Stored items
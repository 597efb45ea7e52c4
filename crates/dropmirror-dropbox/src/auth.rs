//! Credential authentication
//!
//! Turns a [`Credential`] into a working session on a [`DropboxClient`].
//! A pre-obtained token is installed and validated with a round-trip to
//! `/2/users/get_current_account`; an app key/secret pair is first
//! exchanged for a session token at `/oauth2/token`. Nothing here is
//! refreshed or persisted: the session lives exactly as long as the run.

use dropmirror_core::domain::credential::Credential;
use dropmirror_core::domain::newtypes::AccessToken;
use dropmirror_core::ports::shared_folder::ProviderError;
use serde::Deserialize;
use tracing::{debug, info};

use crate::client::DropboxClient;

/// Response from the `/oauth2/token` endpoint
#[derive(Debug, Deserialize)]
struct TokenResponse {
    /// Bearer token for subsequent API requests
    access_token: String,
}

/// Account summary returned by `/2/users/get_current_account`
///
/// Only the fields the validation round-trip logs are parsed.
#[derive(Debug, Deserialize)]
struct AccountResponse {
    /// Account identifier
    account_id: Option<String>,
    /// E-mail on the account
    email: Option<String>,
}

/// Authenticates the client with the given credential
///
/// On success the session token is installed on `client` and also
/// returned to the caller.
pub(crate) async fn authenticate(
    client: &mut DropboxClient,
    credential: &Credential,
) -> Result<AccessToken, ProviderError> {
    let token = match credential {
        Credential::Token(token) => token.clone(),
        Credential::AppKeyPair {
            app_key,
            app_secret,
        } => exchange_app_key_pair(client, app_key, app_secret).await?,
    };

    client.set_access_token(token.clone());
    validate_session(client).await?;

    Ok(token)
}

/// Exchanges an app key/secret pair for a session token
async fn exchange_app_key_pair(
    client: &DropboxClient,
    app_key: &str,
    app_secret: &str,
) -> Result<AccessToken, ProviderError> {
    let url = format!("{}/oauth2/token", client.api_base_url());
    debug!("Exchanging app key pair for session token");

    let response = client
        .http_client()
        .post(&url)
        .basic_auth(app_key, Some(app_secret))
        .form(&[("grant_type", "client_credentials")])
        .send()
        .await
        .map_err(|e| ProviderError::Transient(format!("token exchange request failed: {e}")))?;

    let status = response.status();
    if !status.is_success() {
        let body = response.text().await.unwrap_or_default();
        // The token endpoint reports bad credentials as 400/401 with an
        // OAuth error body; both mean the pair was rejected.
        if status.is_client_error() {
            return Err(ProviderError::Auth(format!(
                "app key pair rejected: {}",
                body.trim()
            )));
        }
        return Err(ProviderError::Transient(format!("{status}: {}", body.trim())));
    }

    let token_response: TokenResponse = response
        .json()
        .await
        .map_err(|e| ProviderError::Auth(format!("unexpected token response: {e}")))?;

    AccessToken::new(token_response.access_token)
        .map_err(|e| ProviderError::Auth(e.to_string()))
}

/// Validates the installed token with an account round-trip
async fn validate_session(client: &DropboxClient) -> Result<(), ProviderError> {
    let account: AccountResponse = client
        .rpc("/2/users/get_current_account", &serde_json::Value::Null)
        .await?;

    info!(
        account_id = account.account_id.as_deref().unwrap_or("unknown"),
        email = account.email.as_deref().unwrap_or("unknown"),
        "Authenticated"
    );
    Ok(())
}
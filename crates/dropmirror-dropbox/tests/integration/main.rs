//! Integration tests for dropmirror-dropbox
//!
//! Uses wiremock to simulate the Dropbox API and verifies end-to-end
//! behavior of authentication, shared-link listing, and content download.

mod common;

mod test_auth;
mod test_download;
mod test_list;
* * *
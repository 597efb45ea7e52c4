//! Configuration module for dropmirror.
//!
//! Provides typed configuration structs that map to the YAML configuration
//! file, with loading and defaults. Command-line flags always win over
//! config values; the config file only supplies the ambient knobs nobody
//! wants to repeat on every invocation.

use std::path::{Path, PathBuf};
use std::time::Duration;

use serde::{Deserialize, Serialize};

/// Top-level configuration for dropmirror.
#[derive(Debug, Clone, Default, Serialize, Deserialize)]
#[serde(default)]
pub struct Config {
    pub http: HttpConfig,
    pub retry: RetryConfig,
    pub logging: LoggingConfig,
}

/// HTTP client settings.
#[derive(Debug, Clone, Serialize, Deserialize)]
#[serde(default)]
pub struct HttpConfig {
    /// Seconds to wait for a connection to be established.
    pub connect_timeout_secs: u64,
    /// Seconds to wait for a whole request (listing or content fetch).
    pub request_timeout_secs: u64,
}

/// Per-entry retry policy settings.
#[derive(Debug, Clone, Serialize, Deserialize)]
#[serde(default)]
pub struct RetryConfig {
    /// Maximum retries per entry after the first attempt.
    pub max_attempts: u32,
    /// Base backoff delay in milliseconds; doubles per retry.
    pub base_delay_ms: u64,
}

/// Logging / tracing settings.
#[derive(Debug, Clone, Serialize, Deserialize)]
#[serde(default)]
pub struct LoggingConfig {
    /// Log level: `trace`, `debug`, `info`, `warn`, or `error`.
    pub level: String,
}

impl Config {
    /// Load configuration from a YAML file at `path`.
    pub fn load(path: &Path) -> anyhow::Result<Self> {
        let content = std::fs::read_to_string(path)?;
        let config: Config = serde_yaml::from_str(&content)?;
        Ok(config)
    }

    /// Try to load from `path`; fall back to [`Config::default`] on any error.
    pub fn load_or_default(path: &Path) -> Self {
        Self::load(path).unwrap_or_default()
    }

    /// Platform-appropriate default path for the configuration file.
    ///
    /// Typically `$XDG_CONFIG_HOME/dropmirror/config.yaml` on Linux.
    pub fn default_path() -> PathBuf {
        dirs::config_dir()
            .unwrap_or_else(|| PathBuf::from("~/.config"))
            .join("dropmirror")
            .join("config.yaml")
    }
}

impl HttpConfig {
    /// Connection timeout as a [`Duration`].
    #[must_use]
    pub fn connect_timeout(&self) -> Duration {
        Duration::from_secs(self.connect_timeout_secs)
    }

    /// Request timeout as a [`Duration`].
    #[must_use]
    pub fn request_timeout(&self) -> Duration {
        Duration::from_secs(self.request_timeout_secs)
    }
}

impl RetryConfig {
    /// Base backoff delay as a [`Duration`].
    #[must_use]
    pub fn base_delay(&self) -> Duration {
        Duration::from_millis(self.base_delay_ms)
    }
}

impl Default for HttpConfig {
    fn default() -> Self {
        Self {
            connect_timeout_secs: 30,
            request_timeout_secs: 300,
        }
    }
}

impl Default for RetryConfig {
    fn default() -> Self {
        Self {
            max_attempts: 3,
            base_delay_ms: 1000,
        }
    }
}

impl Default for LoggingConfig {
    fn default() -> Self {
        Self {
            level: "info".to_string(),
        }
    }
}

**Work instruction**
How many lines in these entries contain the string "TokenResponse"? State the number and nothing more.

**Output of the task**
2